= Joaquín Bernardo Calvo Rosales =

Costa Rican politician

Joaquín Bernardo Calvo Rosales (1799–1865) was a Costa Rican politician, born in Cartago, Costa Rica, Viceroyalty of New Spain in 1799. His first wife was Juana Vicenta Fernandez y Quirós and he remarried to Salvadora Mora y Perez.

He studied in Cartago with Rafael Francisco Osejo.

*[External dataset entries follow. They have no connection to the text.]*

impl Grid {
    /// Builds the lattice for `h_divisions x v_divisions` cells of
    /// `cell_width x cell_height` pixels.
    ///
    /// Vertices are placed at `(h * cell_width, v * cell_height)`. Every edge is
    /// created once and shared by the cells on either side; a second pass links
    /// edge neighbors and vertex incidence.
    ///
    /// # Errors
    ///
    /// Returns [`GridError::InvalidDimensions`] or [`GridError::InvalidCellSize`]
    /// for zero values, and [`GridError::TooLarge`] when the lattice would not
    /// fit 32-bit indices or pixel coordinates.
    pub fn build(
        h_divisions: u32,
        v_divisions: u32,
        cell_width: u32,
        cell_height: u32,
    ) -> Result<Self> {
        Self::validate(h_divisions, v_divisions, cell_width, cell_height)?;

        let mut grid = Self {
            h_divisions,
            v_divisions,
            cell_width,
            cell_height,
            vertices: Vec::with_capacity(((h_divisions + 1) * (v_divisions + 1)) as usize),
            edges: Vec::new(),
            cells: Vec::with_capacity((h_divisions * v_divisions) as usize),
        };

        for v in 0..=v_divisions {
            for h in 0..=h_divisions {
                grid.vertices.push(Vertex {
                    h,
                    v,
                    position: UVec2::new(h * cell_width, v * cell_height),
                    edges: Adjacent::default(),
                });
            }
        }

        for v in 0..=v_divisions {
            for h in 0..h_divisions {
                grid.push_edge(h, v, Orientation::Horizontal);
            }
        }
        for v in 0..v_divisions {
            for h in 0..=h_divisions {
                grid.push_edge(h, v, Orientation::Vertical);
            }
        }

        for v in 0..v_divisions {
            for h in 0..h_divisions {
                grid.cells.push(Cell {
                    h,
                    v,
                    top: grid.h_edge_id(h, v),
                    left: grid.v_edge_id(h, v),
                    right: grid.v_edge_id(h + 1, v),
                    bottom: grid.h_edge_id(h, v + 1),
                    is_empty: false,
                });
            }
        }

        grid.link();

        debug!(
            h_divisions,
            v_divisions,
            cell_width,
            cell_height,
            vertices = grid.vertices.len(),
            edges = grid.edges.len(),
            "grid built"
        );
        Ok(grid)
    }

    fn validate(h_divisions: u32, v_divisions: u32, cell_width: u32, cell_height: u32) -> Result<()> {
        if h_divisions == 0 || v_divisions == 0 {
            return Err(GridError::InvalidDimensions {
                h_divisions,
                v_divisions,
            });
        }
        if cell_width == 0 || cell_height == 0 {
            return Err(GridError::InvalidCellSize {
                cell_width,
                cell_height,
            });
        }
        let (h, v) = (u64::from(h_divisions), u64::from(v_divisions));
        let edges = h * (v + 1) + v * (h + 1);
        let fits = (h + 1) * (v + 1) <= u64::from(u32::MAX)
            && edges <= u64::from(u32::MAX)
            && h * u64::from(cell_width) <= u64::from(u32::MAX)
            && v * u64::from(cell_height) <= u64::from(u32::MAX);
        if fits {
            Ok(())
        } else {
            Err(GridError::TooLarge {
                h_divisions,
                v_divisions,
            })
        }
    }

    fn push_edge(&mut self, h: u32, v: u32, orientation: Orientation) {
        let (to_h, to_v) = match orientation {
            Orientation::Horizontal => (h + 1, v),
            Orientation::Vertical => (h, v + 1),
        };
        self.edges.push(Edge {
            h,
            v,
            from: self.vertex_id(h, v),
            to: self.vertex_id(to_h, to_v),
            orientation,
            is_cut: false,
            links: Adjacent::default(),
        });
    }

    /// Second construction pass: edge neighbor links and vertex incidence.
    fn link(&mut self) {
        for index in 0..self.edges.len() {
            let (h, v) = (self.edges[index].h, self.edges[index].v);
            let links = match self.edges[index].orientation {
                Orientation::Horizontal => Adjacent {
                    above: v.checked_sub(1).and_then(|up| self.horizontal_edge(h, up)),
                    below: self.horizontal_edge(h, v + 1),
                    prev: h.checked_sub(1).and_then(|left| self.horizontal_edge(left, v)),
                    next: self.horizontal_edge(h + 1, v),
                },
                Orientation::Vertical => Adjacent {
                    above: v.checked_sub(1).and_then(|up| self.vertical_edge(h, up)),
                    below: self.vertical_edge(h, v + 1),
                    prev: h.checked_sub(1).and_then(|left| self.vertical_edge(left, v)),
                    next: self.vertical_edge(h + 1, v),
                },
            };
            self.edges[index].links = links;
        }

        for index in 0..self.vertices.len() {
            let (h, v) = (self.vertices[index].h, self.vertices[index].v);
            self.vertices[index].edges = Adjacent {
                above: v.checked_sub(1).and_then(|up| self.vertical_edge(h, up)),
                below: self.vertical_edge(h, v),
                prev: h.checked_sub(1).and_then(|left| self.horizontal_edge(left, v)),
                next: self.horizontal_edge(h, v),
            };
        }
    }

    // -------------------------------------------------------------------------
    // Dimensions
    // -------------------------------------------------------------------------

    /// Number of cell columns.
    #[must_use]
    pub const fn h_divisions(&self) -> u32 {
        self.h_divisions
    }

    /// Number of cell rows.
    #[must_use]
    pub const fn v_divisions(&self) -> u32 {
        self.v_divisions
    }

    /// Cell width in pixels.
    #[must_use]
    pub const fn cell_width(&self) -> u32 {
        self.cell_width
    }

    /// Cell height in pixels.
    #[must_use]
    pub const fn cell_height(&self) -> u32 {
        self.cell_height
    }

    /// Smaller of the two cell dimensions.
    #[must_use]
    pub fn min_cell_size(&self) -> u32 {
        self.cell_width.min(self.cell_height)
    }

    /// Board size in pixels.
    #[must_use]
    pub const fn pixel_size(&self) -> UVec2 {
        UVec2::new(
            self.h_divisions * self.cell_width,
            self.v_divisions * self.cell_height,
        )
    }

    /// Number of vertices, `(H + 1) * (V + 1)`.
    #[must_use]
    pub fn vertex_count(&self) -> usize {
        self.vertices.len()
    }

    /// Number of edges, `H * (V + 1) + V * (H + 1)`.
    #[must_use]
    pub fn edge_count(&self) -> usize {
        self.edges.len()
    }

    /// Number of cells, `H * V`.
    #[must_use]
    pub fn cell_count(&self) -> usize {
        self.cells.len()
    }

    // -------------------------------------------------------------------------
    // Lookup
    // -------------------------------------------------------------------------

    fn vertex_id(&self, h: u32, v: u32) -> VertexId {
        VertexId::new(v * (self.h_divisions + 1) + h)
    }

    fn h_edge_id(&self, h: u32, v: u32) -> EdgeId {
        EdgeId::new(v * self.h_divisions + h)
    }

    fn v_edge_id(&self, h: u32, v: u32) -> EdgeId {
        EdgeId::new(self.h_divisions * (self.v_divisions + 1) + v * (self.h_divisions + 1) + h)
    }

    /// Vertex at lattice coordinates, if inside the lattice.
    #[must_use]
    pub fn vertex_at(&self, h: u32, v: u32) -> Option<VertexId> {
        (h <= self.h_divisions && v <= self.v_divisions).then(|| self.vertex_id(h, v))
    }

    /// Horizontal edge starting at vertex `(h, v)`, if inside the lattice.
    #[must_use]
    pub fn horizontal_edge(&self, h: u32, v: u32) -> Option<EdgeId> {
        (h < self.h_divisions && v <= self.v_divisions).then(|| self.h_edge_id(h, v))
    }

    /// Vertical edge starting at vertex `(h, v)`, if inside the lattice.
    #[must_use]
    pub fn vertical_edge(&self, h: u32, v: u32) -> Option<EdgeId> {
        (h <= self.h_divisions && v < self.v_divisions).then(|| self.v_edge_id(h, v))
    }

    /// Edge of the given orientation starting at vertex `(h, v)`.
    #[must_use]
    pub fn edge_at(&self, h: u32, v: u32, orientation: Orientation) -> Option<EdgeId> {
        match orientation {
            Orientation::Horizontal => self.horizontal_edge(h, v),
            Orientation::Vertical => self.vertical_edge(h, v),
        }
    }

    /// Edge keyed by its ordered `(from, to)` vertex pair.
    ///
    /// Returns `None` when the vertices are not lattice neighbors or are given
    /// in `to, from` order.
    #[must_use]
    pub fn edge_between(&self, from: VertexId, to: VertexId) -> Option<EdgeId> {
        let (fh, fv) = self.vertices.get(from.index())?.lattice();
        let (th, tv) = self.vertices.get(to.index())?.lattice();
        if fv == tv && th == fh + 1 {
            self.horizontal_edge(fh, fv)
        } else if fh == th && tv == fv + 1 {
            self.vertical_edge(fh, fv)
        } else {
            None
        }
    }

    /// Cell at lattice coordinates, or `None` beyond the lattice.
    #[must_use]
    pub fn cell_at(&self, h: u32, v: u32) -> Option<CellId> {
        (h < self.h_divisions && v < self.v_divisions)
            .then(|| CellId::new(v * self.h_divisions + h))
    }

    /// Returns a vertex by id.
    ///
    /// # Panics
    ///
    /// Panics if `id` was not issued by this grid.
    #[must_use]
    pub fn vertex(&self, id: VertexId) -> &Vertex {
        &self.vertices[id.index()]
    }

    /// Returns an edge by id.
    ///
    /// # Panics
    ///
    /// Panics if `id` was not issued by this grid.
    #[must_use]
    pub fn edge(&self, id: EdgeId) -> &Edge {
        &self.edges[id.index()]
    }

    /// Returns a cell by id.
    ///
    /// # Panics
    ///
    /// Panics if `id` was not issued by this grid.
    #[must_use]
    pub fn cell(&self, id: CellId) -> &Cell {
        &self.cells[id.index()]
    }

    // Arena lengths are bounded by `validate`, so indices always fit `u32`.

    /// Iterates all edge ids in storage order.
    #[allow(clippy::cast_possible_truncation)]
    pub fn edge_ids(&self) -> impl Iterator<Item = EdgeId> + '_ {
        (0..self.edges.len()).map(|index| EdgeId::new(index as u32))
    }

    /// Iterates all cell ids row by row.
    #[allow(clippy::cast_possible_truncation)]
    pub fn cell_ids(&self) -> impl Iterator<Item = CellId> + '_ {
        (0..self.cells.len()).map(|index| CellId::new(index as u32))
    }

    /// Iterates all vertex ids row by row.
    #[allow(clippy::cast_possible_truncation)]
    pub fn vertex_ids(&self) -> impl Iterator<Item = VertexId> + '_ {
        (0..self.vertices.len()).map(|index| VertexId::new(index as u32))
    }

    // -------------------------------------------------------------------------
    // Movement geometry
    // -------------------------------------------------------------------------

    /// Length of an edge in pixels.
    #[must_use]
    pub fn edge_length(&self, edge: EdgeId) -> u32 {
        match self.edge(edge).orientation {
            Orientation::Horizontal => self.cell_width,
            Orientation::Vertical => self.cell_height,
        }
    }

    /// Pixel position `offset` pixels into `edge` when travelling in `direction`.
    #[must_use]
    pub fn edge_position(&self, edge: EdgeId, direction: Direction, offset: u32) -> UVec2 {
        let offset = offset.min(self.edge_length(edge));
        let e = self.edge(edge);
        let from = self.vertex(e.from).position;
        let to = self.vertex(e.to).position;
        match (e.orientation, direction) {
            (Orientation::Vertical, Direction::Forward) => UVec2::new(to.x, from.y + offset),
            (Orientation::Vertical, Direction::Backward) => UVec2::new(to.x, to.y - offset),
            (Orientation::Horizontal, Direction::Forward) => UVec2::new(from.x + offset, from.y),
            (Orientation::Horizontal, Direction::Backward) => UVec2::new(to.x - offset, from.y),
        }
    }

    /// Continuation of `edge` in `direction`, wrapping to the opposite boundary.
    ///
    /// When the line has a physical neighbor it is returned. Otherwise the
    /// traveller wraps to the first edge of the same line at the far side of
    /// the lattice, which makes movement toroidal without extra geometry.
    #[must_use]
    pub fn wrapped_next_edge(&self, edge: EdgeId, direction: Direction) -> EdgeId {
        let e = self.edge(edge);
        if let Some(next) = e.next_edge(direction) {
            return next;
        }
        match (e.orientation, direction) {
            (Orientation::Vertical, Direction::Backward) => self.v_edge_id(e.h, self.v_divisions - 1),
            (Orientation::Vertical, Direction::Forward) => self.v_edge_id(e.h, 0),
            (Orientation::Horizontal, Direction::Backward) => {
                self.h_edge_id(self.h_divisions - 1, e.v)
            }
            (Orientation::Horizontal, Direction::Forward) => self.h_edge_id(0, e.v),
        }
    }

    // -------------------------------------------------------------------------
    // Cells
    // -------------------------------------------------------------------------

    /// Cell on the far side of an edge: below a horizontal edge, right of a
    /// vertical one.
    #[must_use]
    pub fn cell_after(&self, edge: EdgeId) -> Option<CellId> {
        let e = self.edge(edge);
        self.cell_at(e.h, e.v)
    }

    /// Cell on the near side of an edge: above a horizontal edge, left of a
    /// vertical one.
    #[must_use]
    pub fn cell_before(&self, edge: EdgeId) -> Option<CellId> {
        let e = self.edge(edge);
        match e.orientation {
            Orientation::Horizontal => e.v.checked_sub(1).and_then(|up| self.cell_at(e.h, up)),
            Orientation::Vertical => e.h.checked_sub(1).and_then(|left| self.cell_at(left, e.v)),
        }
    }

    /// The one or two cells an edge bounds.
    #[must_use]
    pub fn cells_beside(&self, edge: EdgeId) -> Vec<CellId> {
        self.cell_before(edge)
            .into_iter()
            .chain(self.cell_after(edge))
            .collect()
    }

    /// Pixel bounds of a cell, derived from its corner vertices.
    #[must_use]
    pub fn cell_bounds(&self, cell: CellId) -> Rect {
        let c = self.cell(cell);
        let top = self.edge(c.top);
        let bottom = self.edge(c.bottom);
        Rect::from_corners(
            self.vertex(top.from).position,
            self.vertex(bottom.to).position,
        )
    }

    /// Marks a cell captured. Returns `true` only the first time.
    pub fn capture_cell(&mut self, cell: CellId) -> bool {
        let c = &mut self.cells[cell.index()];
        if c.is_empty {
            false
        } else {
            c.is_empty = true;
            true
        }
    }

    /// Number of captured cells.
    #[must_use]
    pub fn empty_cell_count(&self) -> usize {
        self.cells.iter().filter(|cell| cell.is_empty).count()
    }

    /// True once every cell has been captured.
    #[must_use]
    pub fn is_fully_captured(&self) -> bool {
        self.cells.iter().all(|cell| cell.is_empty)
    }

    /// Clears every cut and capture, returning the grid to its built state.
    pub fn reset(&mut self) {
        for edge in &mut self.edges {
            edge.is_cut = false;
        }
        for cell in &mut self.cells {
            cell.is_empty = false;
        }
    }
}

He was interim General Minister of Costa Rica 1827 to 1835 and Political Head of the Eastern Department in 1835. For his participation in the War of Liga (civil war of 1835) he was for a time exiled in Nicaragua. Later he was Magistrate of the Court of appeal, Minister of Property and War, Minister of Interior and Exterior Relations, Minister of Exterior Relations and Ecclesiastic Businesses, Minister of Interior and annexed portfolios and President of the Senate and the Legislative Body. As Chancellor, he signed in 1856 the Calvo treaty, the first bordering agreement between Costa Rica and Colombia.

He died in San José, Costa Rica, in 1865.

His son Joaquín Bernardo Calvo Mora was, for many years, Minister Plenipotentiary of Costa Rica in Washington, D.C.